Porque, no cabe ninguna duda, sería una muestra incomprensible sin su primera intención: dar al alfabeto y a la alfabetización su pleno sentido: el de la vida humana y su propio desarrollo en dignidad y en libertad, que depende en gran medida de que sepamos dotar a nuestras comunicaciones de toda la riqueza y sutil variedad que la palabra encierra como medio central de comunicación entre los miembros de la raza humana. Y que, en consecuencia, dotemos a nuestras existencias de todas las posibilidades de evolución y desarrollo que contienen nuestras naturalezas y sus entornos. No lo dice el museo, pero se deduce claramente del recorrido que propone: la palabra bien conocida y utilizada, la que proviene de una adecuada educación en la letra y el espíritu, es la que praderosamente ayuda a mantener entre los ciudadanos unos niveles de comprensión y proximidad que tan imprescindibles resultan para mantener la paz. E incluso el amor.
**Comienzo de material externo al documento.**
//! Process-wide failure reporting.
//!
//! Every backend failure path emits an [`ErrorContext`] through a single
//! replaceable sink. Embedders install a sink with [`set_error_sink`] to
//! route records into their own logging; with no sink installed, records go
//! to stderr as one `key=value` line (the key set is stable, the order is
//! not).
//!
//! The sink slot is read under a dedicated mutex but invoked outside of it,
//! so a sink may itself call into the reporter without deadlocking.

use std::sync::Arc;

use chrono::{DateTime, Local};
use libc::c_int;
use parking_lot::Mutex;

use crate::request::{Request, RequestMemory, RequestOp};

/// Replaceable destination for diagnostic records.
pub type ErrorSink = Arc<dyn Fn(&ErrorContext) + Send + Sync>;

/// The request fields worth keeping when a failure is reported.
#[derive(Clone, Copy, Debug)]
pub struct RequestSnapshot {
  pub fd: c_int,
  pub offset: u64,
  pub size: usize,
  pub op: RequestOp,
  pub src_mem: RequestMemory,
  pub dst_mem: RequestMemory,
}

impl RequestSnapshot {
  pub fn of(req: &Request) -> Self {
    Self {
      fd: req.fd,
      offset: req.offset,
      size: req.size,
      op: req.op,
      src_mem: req.src_mem,
      dst_mem: req.dst_mem,
    }
  }
}

/// One diagnostic record.
#[derive(Clone, Debug)]
pub struct ErrorContext {
  /// Originating component, e.g. `"cpu"`, `"ring"`, `"gpu"`.
  pub subsystem: &'static str,
  /// The operation that failed, e.g. `"pread"`, `"submit"`.
  pub operation: &'static str,
  /// Human-readable description.
  pub detail: String,
  pub errno_value: c_int,
  pub file: &'static str,
  pub line: u32,
  pub function: &'static str,
  pub timestamp: DateTime<Local>,
  /// Present when the failure is tied to a specific request.
  pub request: Option<RequestSnapshot>,
}

static SINK: Mutex<Option<ErrorSink>> = Mutex::new(None);

/// Installs (or, with `None`, removes) the process-wide sink.
pub fn set_error_sink(sink: Option<ErrorSink>) {
  *SINK.lock() = sink;
}

/// Emits one record. Called through the `report_error!` /
/// `report_request_error!` macros, which capture the source location.
///
/// Never panics; the default sink ignores stderr write failures.
#[allow(clippy::too_many_arguments)]
pub(crate) fn report(
  subsystem: &'static str,
  operation: &'static str,
  detail: &str,
  errno_value: c_int,
  file: &'static str,
  line: u32,
  function: &'static str,
  request: Option<RequestSnapshot>,
) {
  let ctx = ErrorContext {
    subsystem,
    operation,
    detail: detail.to_owned(),
    errno_value,
    file,
    line,
    function,
    timestamp: Local::now(),
    request,
  };

  // Clone the slot and release the lock before invoking, so the sink may
  // re-enter the reporter.
  let sink = SINK.lock().clone();
  match sink {
    Some(sink) => sink(&ctx),
    None => default_sink(&ctx),
  }
}

fn default_sink(ctx: &ErrorContext) {
  use std::io::Write;

  let mut line = format!(
    "timestamp={} subsystem={} operation={} errno={} detail={:?}",
    ctx.timestamp.format("%Y-%m-%d %H:%M:%S"),
    ctx.subsystem,
    ctx.operation,
    ctx.errno_value,
    ctx.detail,
  );
  match &ctx.request {
    Some(req) => {
      line.push_str(&format!(
        " request=yes fd={} offset={} size={} op={} src_mem={} dst_mem={}",
        req.fd, req.offset, req.size, req.op, req.src_mem, req.dst_mem,
      ));
    }
    None => line.push_str(" request=no"),
  }
  line.push_str(&format!(" at {}:{} ({})", ctx.file, ctx.line, ctx.function));

  let _ = writeln!(std::io::stderr().lock(), "{line}");
}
Cosas éstas tanto más importantes cuanto que la palabra que el entorno suele repetir ad infinitum, ahora que tanta influencia tienen las redes sociales y sus habituales seguidores, suele desgraciadamente estar mal utilizada, peor escrita y cargada de sentimientos tan primarios como peligrosos, en los que predomina, el odio, el desprecio o la mentira.
«Planet Word», el «Museo de la Palabra», lleva abierto apenas dos años y, a pesar de las dificultades que supusieron los tiempos de la pandemia, tiene actualmente una notable capacidad de atracción y un gran número de visitantes. Su idea fundacional se debe a la filántropa y empresaria, y también profesora de segunda enseñanza, Ann Friedman, a la que también muchos identifican como la mujer del conocido columnista del New York Times Tom Friedman. Es una institución privada financiada por un nutrido abanico de personas y grupos del mundo económico y cultural. Y no dejé de anotar que, en su entrada, de manera definitoria, figura una bella propuesta escultural de Jaume Plensa, que sin decir palabra muestra en el boceto de persona humana que su obra ofrece lo que las letras y su significado encierran. Y que el museo se encarga adecuadamente de exponer.
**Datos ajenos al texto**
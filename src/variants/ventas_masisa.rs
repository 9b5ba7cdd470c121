// ==========================================
// TreeTracker Ingest - Variante Ventas Generales MASISA
// ==========================================
// Reporte de ventas con esquema laxo: la fecha se busca en varios
// encabezados, la factura puede faltar (se autogenera) y el código
// de producto explícito pisa al derivado de la descripción.
// ==========================================

use crate::ingest::normalizer::{
    digit_number, float_value, format_timestamp, identifier_or_text, parse_datetime, text_value,
    yyyymmdd_datetime,
};
use crate::ingest::resolver::{FieldRule, HeaderPredicate, LogicalField, ResolvedRow};
use crate::ingest::statement::InsertBuilder;
use crate::variants::{
    nombre_producto, ReportVariant, RowContext, RowOutcome, CERTIFICACION_DEFAULT,
    CLIENTE_MASISA, CODIGO_ASERRIN, CODIGO_ASTILLA,
};

/// Marcador textual que identifica astilla en la descripción.
const MARCADOR_ASTILLA: &str = "ASTILLA VERDE (TS)";

/// Factor adicional de la astilla sobre el volumen ya dividido.
const FACTOR_ASTILLA: f64 = 2.54;

/// Divisor aplicado siempre al volumen registrado.
const DIVISOR_VOLUMEN: f64 = 1000.0;

static FIELD_RULES: &[FieldRule] = &[
    FieldRule {
        field: LogicalField::FechaVenta,
        predicates: &[
            HeaderPredicate::ContainsAll(&["FECHA", "CONTABIL"]),
            HeaderPredicate::ContainsAll(&["FECHA", "VENTA"]),
            HeaderPredicate::ContainsAll(&["FECHA", "FACTURA"]),
            HeaderPredicate::ContainsAll(&["FECHA"]),
        ],
    },
    FieldRule {
        field: LogicalField::NumFactura,
        predicates: &[
            HeaderPredicate::ContainsAll(&["NUM", "FACTURA"]),
            HeaderPredicate::ContainsAll(&["NUM", "GUIA"]),
            HeaderPredicate::ContainsAll(&["NUMERO"]),
            HeaderPredicate::ContainsAny(&["FACTURA", "GUIA"]),
        ],
    },
    FieldRule {
        field: LogicalField::DescripcionMaterial,
        predicates: &[HeaderPredicate::ContainsAll(&["DESCRIPC", "MATERIAL"])],
    },
    FieldRule {
        field: LogicalField::ProductoCodigo,
        predicates: &[
            HeaderPredicate::ContainsAll(&["PRODUCTO", "CODIGO"]),
            HeaderPredicate::CompactAny(&["CODPRODUCTO"]),
        ],
    },
    FieldRule {
        field: LogicalField::VolumenM3,
        predicates: &[
            HeaderPredicate::ContainsAll(&["VOLUMEN", "M3"]),
            HeaderPredicate::ContainsAny(&["M3", "RECEPCION"]),
            HeaderPredicate::ContainsAny(&["VOLUMEN", "CANTIDAD"]),
        ],
    },
];

static REQUIRED: &[LogicalField] = &[LogicalField::FechaVenta, LogicalField::VolumenM3];

pub struct VentasMasisaVariant;

impl ReportVariant for VentasMasisaVariant {
    fn name(&self) -> &'static str {
        "ventas_masisa"
    }

    fn table(&self) -> &'static str {
        "ventas"
    }

    fn field_rules(&self) -> &'static [FieldRule] {
        FIELD_RULES
    }

    fn required_fields(&self) -> &'static [LogicalField] {
        REQUIRED
    }

    fn records_row_errors(&self) -> bool {
        true
    }

    fn process_row(&self, row: &ResolvedRow<'_>, ctx: &RowContext<'_>) -> RowOutcome {
        let fecha_cell = row.get(LogicalField::FechaVenta);

        // Primero entero YYYYMMDD, después interpretación genérica.
        // Una celda presente pero no interpretable sí se registra como
        // error de fila (comportamiento observado de este reporte).
        let fecha_venta = match digit_number(fecha_cell)
            .and_then(|n| yyyymmdd_datetime(n).ok())
            .or_else(|| parse_datetime(fecha_cell))
        {
            Some(f) => f,
            None => {
                return match fecha_cell {
                    Some(cell) if !cell.is_empty() => RowOutcome::Fail(
                        "no se pudo interpretar la fecha de venta".to_string(),
                    ),
                    _ => {
                        tracing::debug!(fila = ctx.row_index, "Saltando fila: fecha venta vacía");
                        RowOutcome::Skip
                    }
                };
            }
        };

        // Factura opcional: autogenerada en secuencia si falta
        let num_factura = identifier_or_text(row.get(LogicalField::NumFactura))
            .unwrap_or_else(|| format!("AUTO-{:04}", ctx.row_index + 1));

        // Producto por descripción, con override del código explícito
        let descripcion = text_value(row.get(LogicalField::DescripcionMaterial));
        let es_astilla = descripcion
            .as_deref()
            .map(|d| d.to_uppercase().contains(MARCADOR_ASTILLA))
            .unwrap_or(false);

        let mut producto_codigo = if es_astilla {
            CODIGO_ASTILLA.to_string()
        } else {
            CODIGO_ASERRIN.to_string()
        };
        if let Some(explicito) = text_value(row.get(LogicalField::ProductoCodigo)) {
            tracing::debug!(
                fila = ctx.row_index,
                codigo = %explicito,
                "Override de código de producto"
            );
            producto_codigo = explicito;
        }

        let volumen_original = match float_value(row.get(LogicalField::VolumenM3)) {
            Some(v) => v,
            None => {
                tracing::debug!(fila = ctx.row_index, "Saltando fila: volumen vacío");
                return RowOutcome::Skip;
            }
        };
        if volumen_original <= 0.0 {
            tracing::debug!(
                fila = ctx.row_index,
                volumen = volumen_original,
                "Saltando fila: volumen cero o negativo"
            );
            return RowOutcome::Skip;
        }

        // Siempre ÷ 1000; la astilla además × 2.54
        let mut volumen = volumen_original / DIVISOR_VOLUMEN;
        if es_astilla {
            volumen *= FACTOR_ASTILLA;
        }

        tracing::debug!(
            fila = ctx.row_index,
            producto = %producto_codigo,
            nombre = nombre_producto(&producto_codigo),
            num_factura = %num_factura,
            volumen,
            "Venta general aceptada"
        );

        RowOutcome::Accepted(
            InsertBuilder::new(self.table())
                .text("fecha_venta", format_timestamp(&fecha_venta))
                .text("producto_codigo", producto_codigo)
                .text("cliente", CLIENTE_MASISA)
                .text("num_factura", num_factura)
                .number("volumen_m3", volumen)
                .text("certificacion", CERTIFICACION_DEFAULT)
                .null("precio_unitario")
                .text("user_id", ctx.owner_id)
                .build(),
        )
    }

    fn message_prefix(&self) -> &'static str {
        "¡Procesamiento de ventas generales completado!"
    }
}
Al salir no pude por menos de pensar en lo inevitable: ¿acaso no estaría España en situación de emular esa contundente iniciativa, de manera que la palabra utilizada como vehículo no fuera la lengua inglesa sino la española? ¿Cuántos han sido los españoles de ámbito público o privado que han tomado noticia de la existencia de este formidable «Planet Word», lo han visitado y pensado que a lo mejor algo parecido podíamos realizar en nuestra patria? ¿Alguien toma al respecto la palabra?